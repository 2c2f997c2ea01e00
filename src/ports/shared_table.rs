//! SharedTable port - Fixed-capacity key/value rows shared by every worker.
//!
//! Each operation is atomic for a single key. There are no cross-key
//! transactions: callers that maintain an invariant spanning two rows must
//! order their writes so an interruption leaves at worst a stale count.

use async_trait::async_trait;

use crate::domain::channel::ChannelError;

/// Read-modify-write step applied to one row under its lock.
///
/// Receives the current value (if any) and returns the value to store.
/// Returning `None` deletes the row.
pub type RowUpdate<V> = Box<dyn FnOnce(Option<V>) -> Option<V> + Send>;

/// Errors that can occur in table operations.
#[derive(Debug, Clone, thiserror::Error, PartialEq, Eq)]
pub enum StoreError {
    /// The table already holds its configured number of rows.
    #[error("table {table} is full (capacity {capacity})")]
    CapacityExceeded { table: &'static str, capacity: usize },

    /// Backend communication failure
    #[error("store unavailable: {0}")]
    Unavailable(String),
}

impl From<StoreError> for ChannelError {
    fn from(err: StoreError) -> Self {
        ChannelError::Storage(err.to_string())
    }
}

/// Port for a string-keyed table with row-level atomicity.
#[async_trait]
pub trait SharedTable<V>: Send + Sync
where
    V: Clone + Send + Sync + 'static,
{
    async fn get(&self, key: &str) -> Result<Option<V>, StoreError>;

    /// Insert or replace a row.
    ///
    /// # Errors
    ///
    /// `CapacityExceeded` when inserting a new key into a full table.
    async fn set(&self, key: &str, value: V) -> Result<(), StoreError>;

    /// Remove a row, returning its previous value.
    async fn delete(&self, key: &str) -> Result<Option<V>, StoreError>;

    async fn exists(&self, key: &str) -> Result<bool, StoreError>;

    async fn len(&self) -> Result<usize, StoreError>;

    /// Snapshot of every row. No ordering guarantee.
    async fn entries(&self) -> Result<Vec<(String, V)>, StoreError>;

    /// Atomically apply `update` to one row and return the stored result.
    async fn update(&self, key: &str, update: RowUpdate<V>) -> Result<Option<V>, StoreError>;
}
//! SubscriptionIndex - Who is subscribed to what, in both directions.
//!
//! Two tables back the index:
//!
//! - `subscriptions`: connection id -> set of channel names
//! - `channels`: channel name -> [`ChannelRecord`] (type, subscriber set, metadata)
//!
//! The subscriber count is the size of the record's subscriber set, so the
//! count and the set change together in one row update. A record exists
//! only while its set is non-empty.
//!
//! Subscribing writes the connection row before the channel row, and
//! unsubscribing clears the channel row before the connection row. An
//! interrupted sequence can therefore leave a connection row naming a
//! channel it is no longer in, which teardown tolerates, but never a
//! channel record holding a connection that teardown cannot find.

use std::collections::{BTreeMap, BTreeSet};
use std::sync::Arc;

use crate::domain::channel::{ChannelError, ChannelInfo, ChannelType, Payload};
use crate::domain::foundation::ConnectionId;
use crate::ports::SharedTable;

/// One row of the channel table.
#[derive(Debug, Clone, PartialEq)]
pub struct ChannelRecord {
    pub channel_type: ChannelType,
    pub subscribers: BTreeSet<ConnectionId>,
    pub metadata: Payload,
}

impl ChannelRecord {
    fn new(channel: &str) -> Self {
        Self {
            channel_type: ChannelType::from_name(channel),
            subscribers: BTreeSet::new(),
            metadata: Payload::new(),
        }
    }

    pub fn subscriber_count(&self) -> usize {
        self.subscribers.len()
    }

    pub fn info(&self) -> ChannelInfo {
        ChannelInfo {
            channel_type: self.channel_type,
            subscriber_count: self.subscribers.len(),
            metadata: self.metadata.clone(),
        }
    }
}

/// Bidirectional subscription index over two shared tables.
#[derive(Clone)]
pub struct SubscriptionIndex {
    subscriptions: Arc<dyn SharedTable<BTreeSet<String>>>,
    channels: Arc<dyn SharedTable<ChannelRecord>>,
}

impl SubscriptionIndex {
    pub fn new(
        subscriptions: Arc<dyn SharedTable<BTreeSet<String>>>,
        channels: Arc<dyn SharedTable<ChannelRecord>>,
    ) -> Self {
        Self {
            subscriptions,
            channels,
        }
    }

    /// Add `connection` to `channel`. Returns false if it was already there.
    ///
    /// # Errors
    ///
    /// `Storage` when either table is full. A failed channel insert rolls
    /// back the connection row.
    pub async fn subscribe(
        &self,
        connection: ConnectionId,
        channel: &str,
    ) -> Result<bool, ChannelError> {
        let key = connection.to_string();
        let name = channel.to_string();
        let already = self.is_subscribed(connection, channel).await?;

        self.subscriptions
            .update(
                &key,
                Box::new(move |current: Option<BTreeSet<String>>| {
                    let mut set = current.unwrap_or_default();
                    set.insert(name);
                    Some(set)
                }),
            )
            .await?;

        let name = channel.to_string();
        let result = self
            .channels
            .update(
                channel,
                Box::new(move |current: Option<ChannelRecord>| {
                    let mut record = current.unwrap_or_else(|| ChannelRecord::new(&name));
                    record.subscribers.insert(connection);
                    Some(record)
                }),
            )
            .await;

        if let Err(err) = result {
            if !already {
                self.remove_from_connection_row(connection, channel).await?;
            }
            return Err(err.into());
        }

        tracing::debug!(connection_id = %connection, channel, "Subscribed");
        Ok(!already)
    }

    /// Remove `connection` from `channel`. Returns false if it was not there.
    ///
    /// Deletes the channel record when its last subscriber leaves.
    pub async fn unsubscribe(
        &self,
        connection: ConnectionId,
        channel: &str,
    ) -> Result<bool, ChannelError> {
        self.channels
            .update(
                channel,
                Box::new(move |current: Option<ChannelRecord>| {
                    let mut record = current?;
                    record.subscribers.remove(&connection);
                    (!record.subscribers.is_empty()).then_some(record)
                }),
            )
            .await?;

        let was_subscribed = self.remove_from_connection_row(connection, channel).await?;
        if was_subscribed {
            tracing::debug!(connection_id = %connection, channel, "Unsubscribed");
        }
        Ok(was_subscribed)
    }

    async fn remove_from_connection_row(
        &self,
        connection: ConnectionId,
        channel: &str,
    ) -> Result<bool, ChannelError> {
        let was_subscribed = self.is_subscribed(connection, channel).await?;
        let name = channel.to_string();
        self.subscriptions
            .update(
                &connection.to_string(),
                Box::new(move |current: Option<BTreeSet<String>>| {
                    let mut set = current?;
                    set.remove(&name);
                    (!set.is_empty()).then_some(set)
                }),
            )
            .await?;
        Ok(was_subscribed)
    }

    pub async fn channels_of(&self, connection: ConnectionId) -> Result<BTreeSet<String>, ChannelError> {
        Ok(self
            .subscriptions
            .get(&connection.to_string())
            .await?
            .unwrap_or_default())
    }

    pub async fn subscribers_of(&self, channel: &str) -> Result<BTreeSet<ConnectionId>, ChannelError> {
        Ok(self
            .channels
            .get(channel)
            .await?
            .map(|record| record.subscribers)
            .unwrap_or_default())
    }

    pub async fn is_subscribed(
        &self,
        connection: ConnectionId,
        channel: &str,
    ) -> Result<bool, ChannelError> {
        Ok(self
            .subscriptions
            .get(&connection.to_string())
            .await?
            .map(|set| set.contains(channel))
            .unwrap_or(false))
    }

    pub async fn channel_record(&self, channel: &str) -> Result<Option<ChannelRecord>, ChannelError> {
        Ok(self.channels.get(channel).await?)
    }

    pub async fn channel_exists(&self, channel: &str) -> Result<bool, ChannelError> {
        Ok(self.channels.exists(channel).await?)
    }

    pub async fn channel_info(&self, channel: &str) -> Result<Option<ChannelInfo>, ChannelError> {
        Ok(self.channels.get(channel).await?.map(|record| record.info()))
    }

    /// Every channel that currently has subscribers.
    pub async fn all_channels(&self) -> Result<BTreeMap<String, ChannelInfo>, ChannelError> {
        Ok(self
            .channels
            .entries()
            .await?
            .into_iter()
            .map(|(name, record)| (name, record.info()))
            .collect())
    }

    /// Merge keys into a channel's metadata. Returns false if the channel
    /// has no record.
    pub async fn merge_metadata(&self, channel: &str, metadata: Payload) -> Result<bool, ChannelError> {
        let updated = self
            .channels
            .update(
                channel,
                Box::new(move |current: Option<ChannelRecord>| {
                    let mut record = current?;
                    record.metadata.extend(metadata);
                    Some(record)
                }),
            )
            .await?;
        Ok(updated.is_some())
    }
}
//! Domain layer - channel vocabulary, wire protocol and grant cryptography.
//!
//! Nothing here touches I/O. Shared state lives behind the ports.

pub mod auth;
pub mod channel;
pub mod foundation;
pub mod protocol;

#### PROBLEM STATEMENT:
Nothing but the lines from the top of the entries above through the line with "are no cross-key" should be set down, each exactly as written.

#### REPLY:
repository 2c2f997c2ea01e00
filename src/ports/shared_table.rs
//! SharedTable port - Fixed-capacity key/value rows shared by every worker.
//!
//! Each operation is atomic for a single key. There are no cross-key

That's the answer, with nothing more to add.